Thinking that they have left subterranean life in the deep waters of the lake, Patrick and Trudy get married and head to New York City for their honeymoon. When they are visiting the Cloisters Museum, a curator is found murdered. They are thrust into the investigation and discover another subterranean culture: The Mole People of underground Manhattan, denizens of the abandoned subway and train tunnels. Patrick and Trudy are once again coping with good and evil among a different kind of bottom dweller.
What Stephanie Thinks: The prospect of this sci-fi novel is extremely engaging. I love 'other world'-type stories, with different races, especially if they have histories behind them. In Bottom Dwellers, the Bottom Dwellers came into existence when a subterranean city was covered by a dam and some of its townspeople refused to take refuge, while the Mole People formed as a result of poor living conditions and preferential outcasting. This, in my opinion, demonstrates a high level of imagination on Etter's part. Unfortunately, the story fell immensely stale because of the author's lack of writing style and lack of acceptable structure.

The book is easy to read, with large font and less than 200 pages. I probably read it in two or three sittings, not having enjoyed one. I really wanted to like this novel but the rigid and awkward tone that Etter uses makes it impossible. He describes in excruciating detail, the little insignificant parts of the book (every phone call between Patrick and Trudy, every nightly routine, every driving scene) but skirts over the major parts with equal drawing-out. This not only is a turn-off for me as a reader, but also as for me as a writer, who knows better than to make such mistakes.

The dialogue is probably what irks me most. It's very idealistic (i.e. would only happen in someone's mind, or with between thick people) and again, awkward. I can't ever see it happening. For instance, here's the engagement scene, which takes the sentiment out of any idea of 'proposal' I ever had:

She squealed with excitement, but said, 'Isn't this a little sudden?'

I said, 'When you know, you know, and I'm not getting any younger.'

'Well, that's true. You aren't getting any younger and you probably should get married. So, okay. I'll marry you.'

'Thank you.'
I'm sorry, but what the fuck was that??

In terms of organization, there really is none. Perspectives shift randomly, without page breaks or even line breaks, for that matter, which makes any instant understanding of the book's situation very confusing. Chapters are cut off at random moments, rather than at suspenseful peaks or resolved conflicts, which is both irritating and detrimental for the plot.

It would be a really long stretch for me to recommend this book. Some novels, I can definitely say and know just weren't for me, while others, I get a feeling can't be enjoyed for the majority. I personally did not like it (reading it was easy; taking it seriously was tough), although I was impressed with the idea of Bottom Dwellers and Mole People. I also gained great knowledge for scuba-diving, which was pretty cool. But aside from those few things, this book is a page short of a tragedy.

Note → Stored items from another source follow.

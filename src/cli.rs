//! Command-line interface implementation for flaskgen.
//! Provides argument parsing and help text formatting using clap.

use crate::config::Answers;
use clap::{error::ErrorKind, Args as ClapArgs, CommandFactory, Parser, Subcommand};
use std::path::PathBuf;

/// Command-line arguments structure for flaskgen.
#[derive(Parser, Debug)]
#[command(author, version, about = "flaskgen: Flask project scaffolding tool", long_about = None)]
pub struct Args {
    #[command(subcommand)]
    pub command: Command,
}

#[derive(Subcommand, Debug)]
pub enum Command {
    /// Generate the standard Flask folders and files
    Create(CreateArgs),
}

#[derive(ClapArgs, Debug)]
pub struct CreateArgs {
    /// Project name. Without it the configuration is collected interactively
    #[arg(value_name = "NAME")]
    pub name: Option<String>,

    /// Application type: hello, webapp, api or fullstack
    #[arg(short = 't', long = "type", value_name = "TYPE")]
    pub archetype: Option<String>,

    /// Project structure: simple, standard or blueprint
    #[arg(short, long)]
    pub structure: Option<String>,

    /// Comma separated features: database, auth, forms, env
    #[arg(long, value_delimiter = ',', num_args = 0..)]
    pub features: Option<Vec<String>>,

    /// Directory in which the project directory is created
    #[arg(short, long, value_name = "OUTPUT_DIR", default_value = ".")]
    pub output_dir: PathBuf,

    /// Read answers (JSON or YAML) from stdin
    #[arg(long)]
    pub stdin: bool,

    /// Enable verbose logging output
    #[arg(short, long)]
    pub verbose: bool,
}

impl CreateArgs {
    /// True when the configuration is given on the command line rather than
    /// collected interactively.
    pub fn is_non_interactive(&self) -> bool {
        self.stdin || self.name.is_some()
    }

    /// Answers given as arguments; they take precedence over answers read
    /// from stdin.
    pub fn answers(&self) -> Answers {
        Answers {
            name: self.name.clone(),
            archetype: self.archetype.clone(),
            structure: self.structure.clone(),
            features: self.features.clone(),
        }
    }
}

/// Parses command line arguments and returns the Args structure.
///
/// # Exits
/// * With status code 1 and the help text if no command is given
/// * With clap's default error handling for other argument errors
pub fn get_args() -> Args {
    match Args::try_parse() {
        Ok(args) => args,
        Err(e) => {
            if matches!(
                e.kind(),
                ErrorKind::MissingSubcommand
                    | ErrorKind::MissingRequiredArgument
                    | ErrorKind::DisplayHelpOnMissingArgumentOrSubcommand
            ) {
                Args::command()
                    .help_template(
                        r#"{about-section}
{usage-heading} {usage}

{all-args}
{after-help}
"#,
                    )
                    .print_help()
                    .unwrap();
                std::process::exit(1);
            } else {
                e.exit();
            }
        }
    }
}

Stephanie Loves: "'I knew I smelled a rat. If you weren't a girl I'd show you what I could do.'
'If I wasn't a lady I'd kick YOUR ass.'"

Radical Rating: 4 hearts: So-so; reading this book may cause wrinkles (from frowning so much). ♥♥♥♥

Thursday, March 22, 2012

♥♥♥♥♥♥: Bel Air by Katherine Stone

Bel Air
Katherine Stone

Release Date: June 28th, 2011 (reprint edition)
Publisher: CreateSpace (originally issued by Zebra in 1990)
Page Count: 372
Source: Complimentary copy provided by author in exchange for an honest and unbiased review (thank you, dear!)

All that glitters is not gold...
Sometimes it is love.

Bel Air, California, where even the rich and famous marvel at the splendor of their surroundings. It is here, in the lush, sun-bright hills of Hollywood, that Allison, Winter, and Emily search for the courage to dream, to trust, to love.

But there are dark secrets and hidden betrayals that must first be overcome.

A terrible accident has stolen Allison Fitzgerald's dreams, and it has taught her that life is too precious and too fragile to waste. So when she meets a man who evokes a passion in her that she has never known before, she surrenders to his love without questioning his secretive past.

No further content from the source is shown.